The
summary.nls method is applied to each
nls component of
object
to produce summary information on the individual fits,
which is organized into a list of summary statistics. The returned
object is suitable for printing with the
print.summary.nlsList
method.
USAGE:
summary(object, pool)
REQUIRED ARGUMENTS:
object
an object inheriting from class
nlsList,
representing a list of
nls fitted objects.
OPTIONAL ARGUMENTS:
pool
an optional logical value indicating whether a pooled
estimate of the residual standard error should be used. Default is
attr(object, "pool").
VALUE:
a list with summary statistics obtained by applying
summary.nls
to the elements of
object, inheriting from class
summary.nlsList
. The components of
value are:
call
a list containing an image of the
nlsList call that
produced
object.
parameters
a three dimensional array with summary information
on the
nls coefficients. The first dimension corresponds to
the names of the
object components, the second dimension is
given by
"Value",
"Std. Error",
"t value",
and `"Pr(>|t|)"', corresponding, respectively, to the
coefficient estimates and their associated standard errors,
t-values, and p-values. The third dimension is given by the
coefficients names.
correlation
a three dimensional array with the
correlations between the individual
nls coefficient
estimates. The first dimension corresponds to the names of the
object
components. The third dimension is given by the
coefficients names.

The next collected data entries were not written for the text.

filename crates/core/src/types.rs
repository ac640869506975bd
use serde::{Deserialize, Serialize};

/// Monotonic identifier of one poll session within a poller instance.
///
/// `0` is reserved for "no session has been started yet".
pub type SessionId = u64;

/// Opaque job identifier returned by the submission client.
///
/// Valid from a successful submission until the poller stops observing
/// the job. Never reused across submissions.
#[derive(Debug, Clone, PartialEq, Eq, Hash, Serialize, Deserialize)]
#[serde(transparent)]
pub struct JobHandle(String);

impl JobHandle {
    pub fn new(id: impl Into<String>) -> Self {
        Self(id.into())
    }

    pub fn as_str(&self) -> &str {
        &self.0
    }
}

impl std::fmt::Display for JobHandle {
    fn fmt(&self, f: &mut std::fmt::Formatter<'_>) -> std::fmt::Result {
        f.write_str(&self.0)
    }
}

impl From<String> for JobHandle {
    fn from(id: String) -> Self {
        Self(id)
    }
}

impl From<&str> for JobHandle {
    fn from(id: &str) -> Self {
        Self(id.to_string())
    }
}
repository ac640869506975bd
#[derive(Debug, thiserror::Error)]
pub enum CoreError {
    #[error("Validation failed: {0}")]
    Validation(String),
}
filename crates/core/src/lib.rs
//! Domain model for observing long-running backend jobs.
//!
//! Holds the job specification and handle types, the backend status and
//! per-step result types, the poller's outcome enum, and the
//! user-facing status messages shared by every front-end.

pub mod error;
pub mod messages;
pub mod outcome;
pub mod spec;
pub mod status;
pub mod steps;
pub mod types;
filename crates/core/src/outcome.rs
//! Observable outcome of a poll session.

use serde::{Deserialize, Serialize};

use crate::messages;
use crate::status::JobStatus;

/// Where a poll session currently stands.
///
/// `Idle` is the initial state of a fresh poller. `Submitting` and
/// `Polling` are active; the remaining four end a session and are only
/// left by starting a new one.
#[derive(Debug, Clone, Copy, PartialEq, Eq, Hash, Serialize, Deserialize)]
pub enum PollOutcome {
    Idle,
    Submitting,
    Polling,
    Succeeded,
    Failed,
    /// The wall-clock budget ran out before a terminal status was seen.
    /// Inconclusive: the backend job may still finish.
    TimedOut,
    Cancelled,
}

impl PollOutcome {
    pub fn as_str(&self) -> &'static str {
        match self {
            Self::Idle => "idle",
            Self::Submitting => "submitting",
            Self::Polling => "polling",
            Self::Succeeded => "succeeded",
            Self::Failed => "failed",
            Self::TimedOut => "timed_out",
            Self::Cancelled => "cancelled",
        }
    }

    /// A session in this state still owns timers and may change.
    pub fn is_active(&self) -> bool {
        matches!(self, Self::Submitting | Self::Polling)
    }

    pub fn is_terminal(&self) -> bool {
        matches!(
            self,
            Self::Succeeded | Self::Failed | Self::TimedOut | Self::Cancelled
        )
    }

    /// Map a terminal backend status onto the matching outcome.
    ///
    /// Returns `None` for non-terminal statuses.
    pub fn from_terminal_status(status: JobStatus) -> Option<Self> {
        if !status.is_terminal() {
            return None;
        }
        match status {
            JobStatus::Succeeded => Some(Self::Succeeded),
            _ => Some(Self::Failed),
        }
    }

    /// Default user-facing message for this outcome.
    pub fn message(&self) -> &'static str {
        match self {
            Self::Idle => "",
            Self::Submitting | Self::Polling => messages::MSG_TESTING,
            Self::Succeeded => messages::MSG_SUCCEEDED,
            Self::Failed => messages::MSG_FAILED,
            Self::TimedOut => messages::MSG_TAKING_TOO_LONG,
            Self::Cancelled => messages::MSG_CANCELLED,
        }
    }
}

impl std::fmt::Display for PollOutcome {
    fn fmt(&self, f: &mut std::fmt::Formatter<'_>) -> std::fmt::Result {
        f.write_str(self.as_str())
    }
}
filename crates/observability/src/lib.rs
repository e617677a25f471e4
//! Tracing and logging (shared setup for binaries).

/// Initialize process-wide tracing.
///
/// Safe to call multiple times; subsequent calls are no-ops.
pub fn init() {
    tracing::init(tracing::LogFormat::from_env());
}

/// Subscriber configuration (filters, output format).
pub mod tracing;
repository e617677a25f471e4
use chrono::NaiveDate;
use serde::{Deserialize, Serialize};
use serde_json::Value as JsonValue;
use thiserror::Error;
use uuid::Uuid;

use aquaerp_core::{AggregateId, ExpectedVersion};
use std::sync::Arc;

/// An event ready to be appended to a stream (not yet assigned a sequence number).
///
/// ## Event Lifecycle
///
/// 1. **Domain event**: produced by the aggregate's `handle()` method
/// 2. **UncommittedEvent**: wrapped with stream metadata (aggregate id and type)
/// 3. **StoredEvent**: persisted with an assigned `sequence_number`
///
/// Use `UncommittedEvent::from_typed()` to build one from a typed domain event;
/// it serializes the payload and captures the metadata needed to read it back.
#[derive(Debug, Clone, PartialEq, Eq, Serialize, Deserialize)]
pub struct UncommittedEvent {
    pub event_id: Uuid,
    pub aggregate_id: AggregateId,
    pub aggregate_type: String,

    pub event_type: String,
    pub event_version: u32,
    /// Business date of the fact (harvest day, sale day, ...).
    pub occurred_on: NaiveDate,

    pub payload: JsonValue,
}

/// A stored event in an append-only stream (assigned a sequence number).
///
/// Sequence numbers are assigned by the store during append. They start at 1,
/// are scoped to one stream and never change. The sequence number of the last
/// event is the stream version used for optimistic concurrency.
#[derive(Debug, Clone, PartialEq, Eq, Serialize, Deserialize)]
pub struct StoredEvent {
    pub event_id: Uuid,
    pub aggregate_id: AggregateId,
    pub aggregate_type: String,

    /// Monotonically increasing position in the aggregate stream.
    pub sequence_number: u64,

    pub event_type: String,
    pub event_version: u32,
    pub occurred_on: NaiveDate,

    pub payload: JsonValue,
}

impl StoredEvent {
    pub fn stream_version(&self) -> u64 {
        self.sequence_number
    }
}

/// Event store operation error.
///
/// These are infrastructure errors (storage, concurrency, stream integrity) as
/// opposed to domain errors (validation, lifecycle rules).
#[derive(Debug, Error, Clone, PartialEq, Eq)]
pub enum EventStoreError {
    #[error("optimistic concurrency check failed: {0}")]
    Concurrency(String),

    #[error("aggregate type mismatch: {0}")]
    AggregateTypeMismatch(String),

    #[error("invalid append: {0}")]
    InvalidAppend(String),

    #[error("event payload serialization failed: {0}")]
    Serialization(String),

    #[error("event store unavailable: {0}")]
    Unavailable(String),
}

/// Append-only event store.
///
/// Events are organized into **streams**, one per aggregate instance, keyed by
/// `aggregate_id`. Within a stream events carry sequence numbers 1, 2, 3, ...
///
/// Implementations must:
/// - reject batches that mix aggregates or aggregate types
/// - enforce optimistic concurrency against the current stream version
/// - assign sequence numbers monotonically, without gaps
/// - persist a batch atomically (all events or none)
pub trait EventStore: Send + Sync {
    /// Append events to an aggregate stream (append-only).
    fn append(
        &self,
        events: Vec<UncommittedEvent>,
        expected_version: ExpectedVersion,
    ) -> Result<Vec<StoredEvent>, EventStoreError>;

    /// Load the full stream for an aggregate, in sequence order.
    ///
    /// Returns an empty vector when the stream does not exist.
    fn load_stream(&self, aggregate_id: AggregateId) -> Result<Vec<StoredEvent>, EventStoreError>;

    /// Ids of every stream that holds at least one event.
    fn stream_ids(&self) -> Result<Vec<AggregateId>, EventStoreError>;
}

impl<S> EventStore for Arc<S>
where
    S: EventStore + ?Sized,
{
    fn append(
        &self,
        events: Vec<UncommittedEvent>,
        expected_version: ExpectedVersion,
    ) -> Result<Vec<StoredEvent>, EventStoreError> {
        (**self).append(events, expected_version)
    }

    fn load_stream(&self, aggregate_id: AggregateId) -> Result<Vec<StoredEvent>, EventStoreError> {
        (**self).load_stream(aggregate_id)
    }

    fn stream_ids(&self) -> Result<Vec<AggregateId>, EventStoreError> {
        (**self).stream_ids()
    }
}

impl UncommittedEvent {
    /// Convenience constructor from a typed domain event.
    pub fn from_typed<E>(
        aggregate_id: AggregateId,
        aggregate_type: impl Into<String>,
        event_id: Uuid,
        event: &E,
    ) -> Result<Self, EventStoreError>
    where
        E: aquaerp_events::Event + Serialize,
    {
        let payload =
            serde_json::to_value(event).map_err(|e| EventStoreError::Serialization(e.to_string()))?;

        Ok(Self {
            event_id,
            aggregate_id,
            aggregate_type: aggregate_type.into(),
            event_type: event.event_type().to_string(),
            event_version: event.version(),
            occurred_on: event.occurred_on(),
            payload,
        })
    }
}
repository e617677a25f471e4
use aquaerp_core::{ActorId, AggregateId};

/// A command targets a specific aggregate.
///
/// Commands represent **intent** ("sell 200 lb from lot L"); they are either
/// rejected or turned into events, which are the persisted facts.
///
/// The target aggregate id is the unit of mutual exclusion: the registry
/// serializes all commands that share a target and runs commands for
/// different targets in parallel.
pub trait Command: Clone + core::fmt::Debug + Send + Sync + 'static {
    fn target_aggregate_id(&self) -> AggregateId;

    /// The actor on whose behalf the command runs.
    fn actor(&self) -> ActorId;
}
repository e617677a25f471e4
//! Inventory accumulator: folds ledger entries into a lot's running totals.
//!
//! Totals are a value type. Every fold returns a *new* `InventoryTotals` after
//! checking the invariants, so a rejected fold can never leave a lot half
//! updated:
//!
//! - `0 <= sold <= harvested`
//! - `revenue >= 0`, `cost >= 0`
//!
//! Each total is a plain decimal sum over one kind of entry, so the result of
//! folding a set of entries does not depend on the order they arrive in.

use serde::{Deserialize, Serialize};

use aquaerp_core::{DomainError, DomainResult, Money, Pounds};

use crate::entries::{CostEntry, HarvestEvent, SaleEvent};

#[derive(Debug, Clone, Copy, Default, PartialEq, Eq, Serialize, Deserialize)]
pub struct InventoryTotals {
    harvested: Pounds,
    sold: Pounds,
    revenue: Money,
    cost: Money,
}

impl InventoryTotals {
    /// Totals of a freshly stocked lot with an initial production cost.
    pub fn stocked(initial_cost: Money) -> DomainResult<Self> {
        let totals = Self {
            cost: initial_cost,
            ..Self::default()
        };
        totals.validate()?;
        Ok(totals)
    }

    /// Recompute totals from scratch out of the lot's ledger entries.
    pub fn from_entries(
        initial_cost: Money,
        harvests: &[HarvestEvent],
        sales: &[SaleEvent],
        costs: &[CostEntry],
    ) -> DomainResult<Self> {
        let harvested = harvests
            .iter()
            .try_fold(Pounds::ZERO, |acc, h| acc.checked_add(h.weight))?;
        let sold = sales
            .iter()
            .try_fold(Pounds::ZERO, |acc, s| acc.checked_add(s.weight))?;
        let revenue = sales
            .iter()
            .try_fold(Money::ZERO, |acc, s| acc.checked_add(s.revenue))?;
        let cost = costs
            .iter()
            .try_fold(initial_cost, |acc, c| acc.checked_add(c.amount))?;

        let totals = Self {
            harvested,
            sold,
            revenue,
            cost,
        };
        totals.validate()?;
        Ok(totals)
    }

    pub fn harvested(&self) -> Pounds {
        self.harvested
    }

    pub fn sold(&self) -> Pounds {
        self.sold
    }

    pub fn revenue(&self) -> Money {
        self.revenue
    }

    pub fn cost(&self) -> Money {
        self.cost
    }

    /// Harvested but not yet sold.
    pub fn available(&self) -> Pounds {
        // Cannot overflow: both sides are non-negative.
        Pounds::new(self.harvested.value() - self.sold.value())
    }

    pub fn ensure_available(&self, weight: Pounds) -> DomainResult<()> {
        let available = self.available();
        if weight > available {
            return Err(DomainError::insufficient_inventory(weight, available));
        }
        Ok(())
    }

    pub fn with_harvest(&self, weight: Pounds) -> DomainResult<Self> {
        if !weight.is_positive() {
            return Err(DomainError::invalid_weight("harvest weight must be positive"));
        }
        let next = Self {
            harvested: self.harvested.checked_add(weight)?,
            ..*self
        };
        next.validate()?;
        Ok(next)
    }

    pub fn with_sale(&self, weight: Pounds, revenue: Money) -> DomainResult<Self> {
        if !weight.is_positive() {
            return Err(DomainError::invalid_weight("sale weight must be positive"));
        }
        if revenue.is_negative() {
            return Err(DomainError::invalid_weight("sale revenue cannot be negative"));
        }
        self.ensure_available(weight)?;
        let next = Self {
            sold: self.sold.checked_add(weight)?,
            revenue: self.revenue.checked_add(revenue)?,
            ..*self
        };
        next.validate()?;
        Ok(next)
    }

    pub fn with_cost(&self, amount: Money) -> DomainResult<Self> {
        if !amount.is_positive() {
            return Err(DomainError::invalid_weight("cost amount must be positive"));
        }
        let next = Self {
            cost: self.cost.checked_add(amount)?,
            ..*self
        };
        next.validate()?;
        Ok(next)
    }

    pub fn validate(&self) -> DomainResult<()> {
        if self.harvested.is_negative() {
            return Err(DomainError::invariant("harvested weight cannot be negative"));
        }
        if self.sold.is_negative() {
            return Err(DomainError::invariant("sold weight cannot be negative"));
        }
        if self.sold > self.harvested {
            return Err(DomainError::invariant(format!(
                "sold weight {} exceeds harvested weight {}",
                self.sold, self.harvested
            )));
        }
        if self.revenue.is_negative() {
            return Err(DomainError::invariant("revenue cannot be negative"));
        }
        if self.cost.is_negative() {
            return Err(DomainError::invariant("cost cannot be negative"));
        }
        Ok(())
    }
}

#[cfg(test)]
mod tests {
    use super::*;
    use proptest::prelude::*;
    use rust_decimal::Decimal;

    fn lb(s: &str) -> Pounds {
        s.parse().unwrap()
    }

    fn usd(s: &str) -> Money {
        s.parse().unwrap()
    }

    #[test]
    fn stocked_lot_starts_empty() {
        let totals = InventoryTotals::stocked(usd("1000")).unwrap();
        assert_eq!(totals.harvested(), Pounds::ZERO);
        assert_eq!(totals.sold(), Pounds::ZERO);
        assert_eq!(totals.revenue(), Money::ZERO);
        assert_eq!(totals.cost(), usd("1000"));
    }

    #[test]
    fn negative_initial_cost_is_rejected() {
        assert!(InventoryTotals::stocked(usd("-1")).is_err());
    }

    #[test]
    fn sale_beyond_available_is_rejected_and_totals_unchanged() {
        let totals = InventoryTotals::default().with_harvest(lb("500")).unwrap();
        let err = totals.with_sale(lb("600"), usd("1200")).unwrap_err();
        assert_eq!(err, DomainError::insufficient_inventory(lb("600"), lb("500")));
        assert_eq!(totals.sold(), Pounds::ZERO);
        assert_eq!(totals.available(), lb("500"));
    }

    #[test]
    fn selling_everything_leaves_nothing_available() {
        let totals = InventoryTotals::default()
            .with_harvest(lb("500"))
            .unwrap()
            .with_sale(lb("500"), usd("1000"))
            .unwrap();
        assert!(totals.available().is_zero());
        assert_eq!(totals.revenue(), usd("1000"));
    }

    #[test]
    fn non_positive_quantities_are_invalid_weights() {
        let totals = InventoryTotals::default();
        assert!(matches!(totals.with_harvest(lb("0")), Err(DomainError::InvalidWeight(_))));
        assert!(matches!(totals.with_harvest(lb("-5")), Err(DomainError::InvalidWeight(_))));
        assert!(matches!(totals.with_cost(usd("0")), Err(DomainError::InvalidWeight(_))));
        assert!(matches!(
            totals.with_sale(lb("-5"), usd("1")),
            Err(DomainError::InvalidWeight(_))
        ));
    }

    proptest! {
        #![proptest_config(ProptestConfig {
            cases: 256,
            ..ProptestConfig::default()
        })]

        /// Property: no sequence of accepted folds ever breaks `sold <= harvested`.
        #[test]
        fn sold_never_exceeds_harvested(
            ops in prop::collection::vec((any::<bool>(), 1i64..100_000i64), 1..40)
        ) {
            let mut totals = InventoryTotals::default();
            for (is_sale, hundredths) in ops {
                let weight = Pounds::new(Decimal::new(hundredths, 2));
                let next = if is_sale {
                    totals.with_sale(weight, Money::new(Decimal::new(hundredths * 3, 2)))
                } else {
                    totals.with_harvest(weight)
                };
                if let Ok(next) = next {
                    totals = next;
                }
                prop_assert!(totals.sold() <= totals.harvested());
                prop_assert!(!totals.sold().is_negative());
            }
        }
    }
}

For each coefficient, the rows of the associated
array give the correlations between that coefficient and the
remaining coefficients, by
nls component.
cov.unscaled
a three dimensional array with the unscaled
variances/covariances for the individual
lm coefficient
estimates (giving the estimated variance/covariance for the
coefficients, when multiplied by the estimated residual errors). The
first dimension corresponds to the names of the
object
components. The third dimension is given by the
coefficients names. For each coefficient, the rows of the associated
array give the unscaled covariances between that coefficient and the
remaining coefficients, by
nls component.
df
an array with the number of degrees of freedom for the model
and for residuals, for each
nls component.
df.residual
the total number of degrees of freedom for
residuals, corresponding to the sum of residuals df of all
nls
components.
pool
the value of the
pool argument to the function.
RSE
the pooled estimate of the residual standard error.
sigma
a vector with the residual standard error estimates for
the individual
lm fits.